FDA sets out its thinking on decentralised clinical trials

FDA sets out its thinking on decentralised clinical trials

The FDA has issued draft guidance on the use of decentralised clinical trials (DCTs), which are increasingly being used by the pharma industry to tackle issues, such as diversity and inclusivity, in clinical research.

The new guidance – required by the passage of the FDA Omnibus Reform Act (FDORA) last year – provides recommendations for trial sponsors, investigators and others involved in clinical trials on how to carry out activities at locations other than traditional investigation sites.

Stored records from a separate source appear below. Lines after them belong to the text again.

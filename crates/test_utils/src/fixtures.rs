//! Pre-built Test Fixtures
//!
//! Ready-to-use quote requests and expected amounts for the documented
//! pricing scenarios. These fixtures are consistent and predictable so
//! tests across crates pin the same numbers.

use pricing_engine::{CoverageOption, QuoteRequest};
use rust_decimal::Decimal;
use rust_decimal_macros::dec;

use crate::builders::QuoteRequestBuilder;

/// Fixtures for quote request test data
pub struct QuoteFixtures;

impl QuoteFixtures {
    /// A 35 year old car driver, no add-ons: 1200 * 1.0 * 0.9 = 1080.00
    pub fn adult_car() -> QuoteRequest {
        QuoteRequestBuilder::new().build()
    }

    /// A 20 year old motorcycle rider: 800 * 1.8 * 1.5 = 2160.00
    pub fn young_motorcyclist() -> QuoteRequest {
        QuoteRequestBuilder::new()
            .with_vehicle_type("motorcycle")
            .with_driver_age(20)
            .build()
    }

    /// A 75 year old truck driver: 1800 * 1.3 * 1.2 = 2808.00, peasant
    pub fn senior_trucker() -> QuoteRequest {
        QuoteRequestBuilder::new()
            .with_vehicle_type("truck")
            .with_driver_age(75)
            .build()
    }

    /// The adult car driver with every coverage add-on selected
    pub fn fully_covered_adult_car() -> QuoteRequest {
        QuoteRequestBuilder::new()
            .with_coverage(CoverageOption::RoadsideAssistance, true)
            .with_coverage(CoverageOption::RentalCar, true)
            .with_coverage(CoverageOption::GlassCoverage, true)
            .build()
    }
}

/// Expected amounts for the fixtures above
pub struct AmountFixtures;

impl AmountFixtures {
    pub fn adult_car_premium() -> Decimal {
        dec!(1080.00)
    }

    pub fn young_motorcyclist_premium() -> Decimal {
        dec!(2160.00)
    }

    pub fn senior_trucker_premium() -> Decimal {
        dec!(2808.00)
    }

    /// Sum of all three coverage add-ons
    pub fn full_coverage_cost() -> Decimal {
        dec!(290)
    }
}
//! Request handlers

pub mod health;
pub mod quote;

use crate::error::ApiError;

/// Catch-all handler for unknown routes
pub async fn not_found() -> ApiError {
    ApiError::NotFound("Route not found".to_string())
}
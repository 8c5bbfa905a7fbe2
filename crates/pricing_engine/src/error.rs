//! Quote validation failure taxonomy
//!
//! Every variant is a caller-input error detected synchronously by the
//! validator; the calculator has no error conditions of its own.

use thiserror::Error;

/// Reasons a quote request can be rejected
#[derive(Debug, Clone, PartialEq, Eq, Error)]
pub enum ValidationFailure {
    /// Vehicle type missing or not a string
    #[error("Vehicle type is required and must be a string")]
    MissingVehicleType,

    /// Driver age missing, non-numeric, or outside the insurable range
    #[error("Driver age is required and must be an integer between 16 and 100")]
    InvalidDriverAge,

    /// Vehicle type not present in the rate table
    #[error("Unsupported vehicle type: {vehicle}. Supported types: {supported}")]
    UnsupportedVehicleType { vehicle: String, supported: String },

    /// Coverage selections were not an object-shaped mapping
    #[error("Coverage selections must be an object, not {found}")]
    InvalidCoverageShape { found: &'static str },

    /// A coverage key not present in the coverage option table
    #[error("Invalid coverage option: {option}. Supported options: {supported}")]
    UnsupportedCoverageOption { option: String, supported: String },

    /// A coverage value that was not a boolean
    #[error("Coverage option {option} must be a boolean value")]
    NonBooleanCoverageValue { option: String },
}

impl ValidationFailure {
    /// Stable machine-readable code for transport-layer error bodies
    pub fn code(&self) -> &'static str {
        match self {
            ValidationFailure::MissingVehicleType => "missing_vehicle_type",
            ValidationFailure::InvalidDriverAge => "invalid_driver_age",
            ValidationFailure::UnsupportedVehicleType { .. } => "unsupported_vehicle_type",
            ValidationFailure::InvalidCoverageShape { .. } => "invalid_coverage_shape",
            ValidationFailure::UnsupportedCoverageOption { .. } => "unsupported_coverage_option",
            ValidationFailure::NonBooleanCoverageValue { .. } => "non_boolean_coverage_value",
        }
    }
}
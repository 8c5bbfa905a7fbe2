//! Test Utilities Crate
//!
//! Provides shared test infrastructure, fixtures, and helpers for the
//! vehicle quote test suites.
//!
//! # Modules
//!
//! - `fixtures`: Pre-built quote requests and expected amounts
//! - `builders`: Builder patterns for quote request construction

pub mod builders;
pub mod fixtures;

pub use builders::*;
pub use fixtures::*;
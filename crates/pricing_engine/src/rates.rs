//! Rate tables for vehicle insurance quoting
//!
//! This module is the single source of truth for base rates, age-bracket
//! multipliers, and coverage add-on prices. Both the validator and the
//! calculator read from [`RateTable`]; changing a rate means editing
//! [`RateTable::standard`] and nothing else.

use std::collections::BTreeMap;
use std::fmt;

use rust_decimal::Decimal;
use rust_decimal_macros::dec;
use serde::{Deserialize, Serialize};

/// Vehicle types the engine can quote
#[derive(Debug, Clone, Copy, PartialEq, Eq, PartialOrd, Ord, Hash, Serialize, Deserialize)]
#[serde(rename_all = "lowercase")]
pub enum VehicleType {
    Car,
    Truck,
    Motorcycle,
    Suv,
    Van,
}

impl VehicleType {
    /// All supported vehicle types, in rate-table order
    pub const ALL: [VehicleType; 5] = [
        VehicleType::Car,
        VehicleType::Truck,
        VehicleType::Motorcycle,
        VehicleType::Suv,
        VehicleType::Van,
    ];

    /// Returns the canonical lowercase key
    pub fn as_str(&self) -> &'static str {
        match self {
            VehicleType::Car => "car",
            VehicleType::Truck => "truck",
            VehicleType::Motorcycle => "motorcycle",
            VehicleType::Suv => "suv",
            VehicleType::Van => "van",
        }
    }

    /// Parses a vehicle type key, case-insensitively
    ///
    /// Returns `None` when the normalized input is not a supported type.
    pub fn parse(input: &str) -> Option<Self> {
        let normalized = input.to_lowercase();
        Self::ALL.iter().copied().find(|v| v.as_str() == normalized)
    }
}

impl fmt::Display for VehicleType {
    fn fmt(&self, f: &mut fmt::Formatter<'_>) -> fmt::Result {
        write!(f, "{}", self.as_str())
    }
}

/// Risk bracket derived from driver age
///
/// Never stored independently; always recomputed from the age via
/// [`AgeCategory::from_age`].
#[derive(Debug, Clone, Copy, PartialEq, Eq, PartialOrd, Ord, Hash, Serialize, Deserialize)]
#[serde(rename_all = "lowercase")]
pub enum AgeCategory {
    /// Ages 16-25
    Young,
    /// Ages 26-65
    Adult,
    /// Ages 66 and up
    Senior,
}

impl AgeCategory {
    /// All age categories
    pub const ALL: [AgeCategory; 3] = [AgeCategory::Young, AgeCategory::Adult, AgeCategory::Senior];

    /// Derives the risk bracket from a driver age
    pub fn from_age(age: u8) -> Self {
        match age {
            16..=25 => AgeCategory::Young,
            26..=65 => AgeCategory::Adult,
            _ => AgeCategory::Senior,
        }
    }

    /// Returns the canonical lowercase key
    pub fn as_str(&self) -> &'static str {
        match self {
            AgeCategory::Young => "young",
            AgeCategory::Adult => "adult",
            AgeCategory::Senior => "senior",
        }
    }
}

impl fmt::Display for AgeCategory {
    fn fmt(&self, f: &mut fmt::Formatter<'_>) -> fmt::Result {
        write!(f, "{}", self.as_str())
    }
}

/// Optional add-on coverages with a fixed flat cost
#[derive(Debug, Clone, Copy, PartialEq, Eq, PartialOrd, Ord, Hash, Serialize, Deserialize)]
#[serde(rename_all = "camelCase")]
pub enum CoverageOption {
    RoadsideAssistance,
    RentalCar,
    GlassCoverage,
}

impl CoverageOption {
    /// All supported coverage options, in rate-table order
    pub const ALL: [CoverageOption; 3] = [
        CoverageOption::RoadsideAssistance,
        CoverageOption::RentalCar,
        CoverageOption::GlassCoverage,
    ];

    /// Returns the canonical camelCase key
    pub fn as_str(&self) -> &'static str {
        match self {
            CoverageOption::RoadsideAssistance => "roadsideAssistance",
            CoverageOption::RentalCar => "rentalCar",
            CoverageOption::GlassCoverage => "glassCoverage",
        }
    }

    /// Parses a coverage option key (exact match)
    pub fn parse(input: &str) -> Option<Self> {
        Self::ALL.iter().copied().find(|c| c.as_str() == input)
    }
}

impl fmt::Display for CoverageOption {
    fn fmt(&self, f: &mut fmt::Formatter<'_>) -> fmt::Result {
        write!(f, "{}", self.as_str())
    }
}

/// Immutable rate table for premium quoting
///
/// Constructed once at process start and passed by shared reference into
/// the validator and calculator. There is no mutation API; every lookup is
/// total because [`RateTable::standard`] populates every enum variant.
#[derive(Debug, Clone)]
pub struct RateTable {
    base_rates: BTreeMap<VehicleType, Decimal>,
    age_multipliers: BTreeMap<AgeCategory, Decimal>,
    coverage_costs: BTreeMap<CoverageOption, Decimal>,
}

impl RateTable {
    /// Builds the standard USD rate table
    pub fn standard() -> Self {
        let base_rates = BTreeMap::from([
            (VehicleType::Car, dec!(1200)),
            (VehicleType::Truck, dec!(1800)),
            (VehicleType::Motorcycle, dec!(800)),
            (VehicleType::Suv, dec!(1500)),
            (VehicleType::Van, dec!(1400)),
        ]);

        let age_multipliers = BTreeMap::from([
            (AgeCategory::Young, dec!(1.8)),
            (AgeCategory::Adult, dec!(1.0)),
            (AgeCategory::Senior, dec!(1.3)),
        ]);

        let coverage_costs = BTreeMap::from([
            (CoverageOption::RoadsideAssistance, dec!(75)),
            (CoverageOption::RentalCar, dec!(120)),
            (CoverageOption::GlassCoverage, dec!(95)),
        ]);

        Self {
            base_rates,
            age_multipliers,
            coverage_costs,
        }
    }

    /// Base annual premium for a vehicle type, before any multiplier
    pub fn base_rate(&self, vehicle: VehicleType) -> Decimal {
        self.base_rates[&vehicle]
    }

    /// Scaling factor for an age category
    pub fn age_multiplier(&self, category: AgeCategory) -> Decimal {
        self.age_multipliers[&category]
    }

    /// Flat cost of a coverage add-on
    pub fn coverage_cost(&self, option: CoverageOption) -> Decimal {
        self.coverage_costs[&option]
    }

    /// Vehicle types present in the table
    pub fn supported_vehicles(&self) -> impl Iterator<Item = VehicleType> + '_ {
        self.base_rates.keys().copied()
    }

    /// Coverage options present in the table
    pub fn supported_coverage_options(&self) -> impl Iterator<Item = CoverageOption> + '_ {
        self.coverage_costs.keys().copied()
    }
}

impl Default for RateTable {
    fn default() -> Self {
        Self::standard()
    }
}

#[cfg(test)]
mod tests {
    use super::*;

    #[test]
    fn test_age_brackets() {
        assert_eq!(AgeCategory::from_age(16), AgeCategory::Young);
        assert_eq!(AgeCategory::from_age(25), AgeCategory::Young);
        assert_eq!(AgeCategory::from_age(26), AgeCategory::Adult);
        assert_eq!(AgeCategory::from_age(65), AgeCategory::Adult);
        assert_eq!(AgeCategory::from_age(66), AgeCategory::Senior);
        assert_eq!(AgeCategory::from_age(100), AgeCategory::Senior);
    }

    #[test]
    fn test_vehicle_parse_is_case_insensitive() {
        assert_eq!(VehicleType::parse("CAR"), Some(VehicleType::Car));
        assert_eq!(VehicleType::parse("Truck"), Some(VehicleType::Truck));
        assert_eq!(VehicleType::parse("spaceship"), None);
    }

    #[test]
    fn test_coverage_parse_is_exact() {
        assert_eq!(
            CoverageOption::parse("roadsideAssistance"),
            Some(CoverageOption::RoadsideAssistance)
        );
        assert_eq!(CoverageOption::parse("roadsideassistance"), None);
    }

    #[test]
    fn test_standard_table_values() {
        let rates = RateTable::standard();

        assert_eq!(rates.base_rate(VehicleType::Car), dec!(1200));
        assert_eq!(rates.base_rate(VehicleType::Motorcycle), dec!(800));
        assert_eq!(rates.age_multiplier(AgeCategory::Young), dec!(1.8));
        assert_eq!(rates.age_multiplier(AgeCategory::Adult), dec!(1.0));
        assert_eq!(rates.coverage_cost(CoverageOption::RentalCar), dec!(120));
    }

    #[test]
    fn test_table_covers_every_key() {
        let rates = RateTable::standard();

        assert_eq!(rates.supported_vehicles().count(), VehicleType::ALL.len());
        assert_eq!(
            rates.supported_coverage_options().count(),
            CoverageOption::ALL.len()
        );
    }
}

That could include obtaining laboratory tests at a local facility rather than a research-active medical centre or conducting a clinical follow-up visit in the trial participant’s home using telemedicine, said the regulator in a statement.

The move comes a few months after the EU also published recommendations intended to encourage the use of DCTs and safeguard the wellbeing of those participating in them.

The FDA’s guide covers DCT design, remote clinical trial visits and other activities, the use of digital health technologies as enablers of studies, the roles and responsibilities of sponsors and investigators, and how investigational medicine should be administered.

It also lays out the agency’s current thinking on informed consent, review board oversight, packaging and shipping of investigational medicines and the factors that should be considered in drawing up a safety monitoring plan.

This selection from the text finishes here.